TASK INSTRUCTIONS → How many of the lines below contain the word "Create"? Only the number is wanted.

Items from a data source →
□ □ □ □
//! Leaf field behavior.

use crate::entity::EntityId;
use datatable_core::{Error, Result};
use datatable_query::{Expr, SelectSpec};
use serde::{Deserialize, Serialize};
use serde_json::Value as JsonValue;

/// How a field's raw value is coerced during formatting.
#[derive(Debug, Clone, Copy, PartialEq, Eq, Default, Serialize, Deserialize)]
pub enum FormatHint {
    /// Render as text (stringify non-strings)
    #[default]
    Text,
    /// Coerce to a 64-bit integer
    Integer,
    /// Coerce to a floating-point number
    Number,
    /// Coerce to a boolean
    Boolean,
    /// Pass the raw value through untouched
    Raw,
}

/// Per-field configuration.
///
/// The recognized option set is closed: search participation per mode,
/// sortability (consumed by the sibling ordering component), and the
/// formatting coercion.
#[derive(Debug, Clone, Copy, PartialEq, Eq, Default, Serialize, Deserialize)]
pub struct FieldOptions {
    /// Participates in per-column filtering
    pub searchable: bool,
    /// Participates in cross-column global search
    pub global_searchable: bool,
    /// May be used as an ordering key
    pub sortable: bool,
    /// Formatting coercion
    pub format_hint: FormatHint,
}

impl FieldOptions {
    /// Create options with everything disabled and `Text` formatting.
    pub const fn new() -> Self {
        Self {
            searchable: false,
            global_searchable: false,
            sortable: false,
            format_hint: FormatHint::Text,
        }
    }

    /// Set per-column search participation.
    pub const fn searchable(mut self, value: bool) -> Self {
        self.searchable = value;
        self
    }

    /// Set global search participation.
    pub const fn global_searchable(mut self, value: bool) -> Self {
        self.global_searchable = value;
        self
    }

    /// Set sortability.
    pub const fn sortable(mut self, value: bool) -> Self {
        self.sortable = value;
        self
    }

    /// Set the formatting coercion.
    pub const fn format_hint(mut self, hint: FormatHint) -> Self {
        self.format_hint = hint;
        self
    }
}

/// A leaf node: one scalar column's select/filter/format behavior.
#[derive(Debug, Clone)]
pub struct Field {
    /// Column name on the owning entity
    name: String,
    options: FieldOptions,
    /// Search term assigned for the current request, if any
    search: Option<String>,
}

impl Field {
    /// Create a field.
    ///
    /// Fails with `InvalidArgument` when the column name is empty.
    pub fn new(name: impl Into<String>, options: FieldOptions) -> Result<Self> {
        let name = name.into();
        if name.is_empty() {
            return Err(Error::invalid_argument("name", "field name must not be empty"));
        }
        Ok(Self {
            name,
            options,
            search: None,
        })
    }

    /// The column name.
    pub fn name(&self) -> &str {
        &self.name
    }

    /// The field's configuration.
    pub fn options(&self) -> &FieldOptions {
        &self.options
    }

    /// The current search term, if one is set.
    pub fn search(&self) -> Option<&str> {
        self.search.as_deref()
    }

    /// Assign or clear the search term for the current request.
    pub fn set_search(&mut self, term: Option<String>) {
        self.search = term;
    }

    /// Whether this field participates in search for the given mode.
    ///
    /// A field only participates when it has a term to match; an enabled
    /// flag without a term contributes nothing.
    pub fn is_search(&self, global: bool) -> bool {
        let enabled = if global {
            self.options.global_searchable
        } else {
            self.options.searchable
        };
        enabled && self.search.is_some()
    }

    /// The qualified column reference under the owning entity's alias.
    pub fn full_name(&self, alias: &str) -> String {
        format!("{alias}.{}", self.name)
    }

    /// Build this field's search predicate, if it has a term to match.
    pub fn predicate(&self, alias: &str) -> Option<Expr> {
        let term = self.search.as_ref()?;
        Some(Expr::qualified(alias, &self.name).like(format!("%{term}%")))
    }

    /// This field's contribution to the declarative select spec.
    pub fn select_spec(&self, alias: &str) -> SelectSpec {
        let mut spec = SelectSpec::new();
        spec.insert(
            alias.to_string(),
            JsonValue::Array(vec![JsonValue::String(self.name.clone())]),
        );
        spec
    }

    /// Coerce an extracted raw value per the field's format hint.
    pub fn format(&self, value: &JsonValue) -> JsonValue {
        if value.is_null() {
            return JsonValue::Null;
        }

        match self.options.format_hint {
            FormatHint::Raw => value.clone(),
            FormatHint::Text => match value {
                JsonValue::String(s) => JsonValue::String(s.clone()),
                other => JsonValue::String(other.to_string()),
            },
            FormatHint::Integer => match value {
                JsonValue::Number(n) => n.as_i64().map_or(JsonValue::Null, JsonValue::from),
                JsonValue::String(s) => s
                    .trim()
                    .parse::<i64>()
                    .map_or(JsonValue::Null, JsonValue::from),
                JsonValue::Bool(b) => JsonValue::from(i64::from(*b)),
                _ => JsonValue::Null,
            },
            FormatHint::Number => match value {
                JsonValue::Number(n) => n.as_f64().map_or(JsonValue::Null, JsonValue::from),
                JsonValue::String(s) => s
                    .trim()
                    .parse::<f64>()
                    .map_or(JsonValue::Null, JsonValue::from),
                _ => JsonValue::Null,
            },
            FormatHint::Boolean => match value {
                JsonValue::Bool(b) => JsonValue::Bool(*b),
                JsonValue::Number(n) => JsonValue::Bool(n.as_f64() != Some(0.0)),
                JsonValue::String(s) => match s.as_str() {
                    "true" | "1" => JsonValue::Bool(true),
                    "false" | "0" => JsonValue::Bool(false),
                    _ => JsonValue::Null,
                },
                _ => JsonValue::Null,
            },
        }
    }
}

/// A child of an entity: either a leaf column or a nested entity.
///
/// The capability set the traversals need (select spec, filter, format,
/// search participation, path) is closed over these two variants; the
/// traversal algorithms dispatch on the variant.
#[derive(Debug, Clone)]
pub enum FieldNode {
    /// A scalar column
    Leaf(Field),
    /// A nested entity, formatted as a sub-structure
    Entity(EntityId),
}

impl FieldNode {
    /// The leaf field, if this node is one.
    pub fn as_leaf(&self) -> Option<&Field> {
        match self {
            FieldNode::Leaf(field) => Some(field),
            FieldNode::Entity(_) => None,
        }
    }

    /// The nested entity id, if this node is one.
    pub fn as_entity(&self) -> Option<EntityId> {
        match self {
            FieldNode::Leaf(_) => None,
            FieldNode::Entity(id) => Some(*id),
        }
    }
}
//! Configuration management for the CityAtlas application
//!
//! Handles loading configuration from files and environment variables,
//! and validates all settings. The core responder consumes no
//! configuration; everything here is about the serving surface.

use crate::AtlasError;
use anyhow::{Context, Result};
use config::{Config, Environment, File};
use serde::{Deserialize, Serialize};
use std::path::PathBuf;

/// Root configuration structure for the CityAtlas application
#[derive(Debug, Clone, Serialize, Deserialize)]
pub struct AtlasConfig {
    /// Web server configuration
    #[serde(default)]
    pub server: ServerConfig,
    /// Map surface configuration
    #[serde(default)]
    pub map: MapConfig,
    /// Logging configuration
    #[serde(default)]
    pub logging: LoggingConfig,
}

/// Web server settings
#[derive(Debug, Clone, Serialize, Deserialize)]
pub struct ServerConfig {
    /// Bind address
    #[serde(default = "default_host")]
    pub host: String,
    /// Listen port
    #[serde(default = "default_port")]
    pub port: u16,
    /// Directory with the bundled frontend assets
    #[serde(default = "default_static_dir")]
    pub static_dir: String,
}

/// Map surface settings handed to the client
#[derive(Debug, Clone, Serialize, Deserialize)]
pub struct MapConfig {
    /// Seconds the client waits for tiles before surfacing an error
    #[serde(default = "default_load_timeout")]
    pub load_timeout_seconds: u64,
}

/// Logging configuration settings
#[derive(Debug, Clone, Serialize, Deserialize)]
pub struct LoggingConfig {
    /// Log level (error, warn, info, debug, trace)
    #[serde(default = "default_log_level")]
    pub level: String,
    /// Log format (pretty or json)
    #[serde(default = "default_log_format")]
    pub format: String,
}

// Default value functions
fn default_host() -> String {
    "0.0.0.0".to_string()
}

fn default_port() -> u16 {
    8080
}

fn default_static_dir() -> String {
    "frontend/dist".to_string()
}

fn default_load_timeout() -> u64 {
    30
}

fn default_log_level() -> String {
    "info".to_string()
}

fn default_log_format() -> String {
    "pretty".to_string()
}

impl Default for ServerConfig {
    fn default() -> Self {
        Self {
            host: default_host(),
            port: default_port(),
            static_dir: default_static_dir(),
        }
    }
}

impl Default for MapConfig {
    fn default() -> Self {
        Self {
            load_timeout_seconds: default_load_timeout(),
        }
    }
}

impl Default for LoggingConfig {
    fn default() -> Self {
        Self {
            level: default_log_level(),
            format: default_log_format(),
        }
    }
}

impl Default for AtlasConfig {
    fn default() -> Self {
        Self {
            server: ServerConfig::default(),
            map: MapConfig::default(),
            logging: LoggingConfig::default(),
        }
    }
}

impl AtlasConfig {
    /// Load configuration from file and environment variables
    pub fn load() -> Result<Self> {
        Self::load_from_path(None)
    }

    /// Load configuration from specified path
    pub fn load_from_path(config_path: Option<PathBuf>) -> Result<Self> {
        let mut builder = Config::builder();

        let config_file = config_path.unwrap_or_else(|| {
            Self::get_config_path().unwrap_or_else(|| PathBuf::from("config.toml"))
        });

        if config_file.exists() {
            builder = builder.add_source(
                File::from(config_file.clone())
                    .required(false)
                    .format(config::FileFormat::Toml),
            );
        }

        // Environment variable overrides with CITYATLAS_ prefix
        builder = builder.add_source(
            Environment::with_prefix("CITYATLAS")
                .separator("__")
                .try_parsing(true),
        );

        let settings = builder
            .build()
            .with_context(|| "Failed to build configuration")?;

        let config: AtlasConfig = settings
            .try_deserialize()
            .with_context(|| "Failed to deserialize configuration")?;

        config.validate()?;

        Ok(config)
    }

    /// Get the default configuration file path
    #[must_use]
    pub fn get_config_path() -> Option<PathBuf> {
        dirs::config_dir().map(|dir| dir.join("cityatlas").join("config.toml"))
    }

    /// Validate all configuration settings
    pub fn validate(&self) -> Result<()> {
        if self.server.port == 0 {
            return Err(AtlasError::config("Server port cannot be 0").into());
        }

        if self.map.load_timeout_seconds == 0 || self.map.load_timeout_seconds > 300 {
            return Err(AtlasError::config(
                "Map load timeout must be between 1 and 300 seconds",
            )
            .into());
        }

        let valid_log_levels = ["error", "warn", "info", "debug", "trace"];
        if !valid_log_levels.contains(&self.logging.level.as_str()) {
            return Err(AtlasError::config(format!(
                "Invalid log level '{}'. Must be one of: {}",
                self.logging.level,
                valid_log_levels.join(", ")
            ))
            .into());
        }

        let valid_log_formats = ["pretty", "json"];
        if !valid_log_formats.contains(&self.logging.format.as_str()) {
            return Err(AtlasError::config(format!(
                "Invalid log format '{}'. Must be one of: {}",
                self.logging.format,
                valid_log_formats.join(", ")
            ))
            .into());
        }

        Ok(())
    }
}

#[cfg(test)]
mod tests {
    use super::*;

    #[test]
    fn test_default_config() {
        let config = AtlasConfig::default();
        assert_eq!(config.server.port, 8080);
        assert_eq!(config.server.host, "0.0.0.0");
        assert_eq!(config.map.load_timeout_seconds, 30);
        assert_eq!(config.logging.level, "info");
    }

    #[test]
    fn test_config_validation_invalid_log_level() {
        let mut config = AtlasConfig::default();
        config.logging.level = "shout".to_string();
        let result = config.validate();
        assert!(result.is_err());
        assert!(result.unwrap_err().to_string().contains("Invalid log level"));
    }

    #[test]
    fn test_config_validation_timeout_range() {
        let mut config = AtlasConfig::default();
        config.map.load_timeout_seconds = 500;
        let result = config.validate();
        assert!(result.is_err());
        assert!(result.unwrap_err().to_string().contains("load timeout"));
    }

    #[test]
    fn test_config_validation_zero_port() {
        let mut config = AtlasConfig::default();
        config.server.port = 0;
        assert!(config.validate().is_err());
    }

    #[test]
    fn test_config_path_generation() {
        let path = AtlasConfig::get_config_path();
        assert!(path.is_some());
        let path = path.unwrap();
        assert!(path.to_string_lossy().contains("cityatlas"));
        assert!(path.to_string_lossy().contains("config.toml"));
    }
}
□ □ □ □
ANSWER SECTION → 2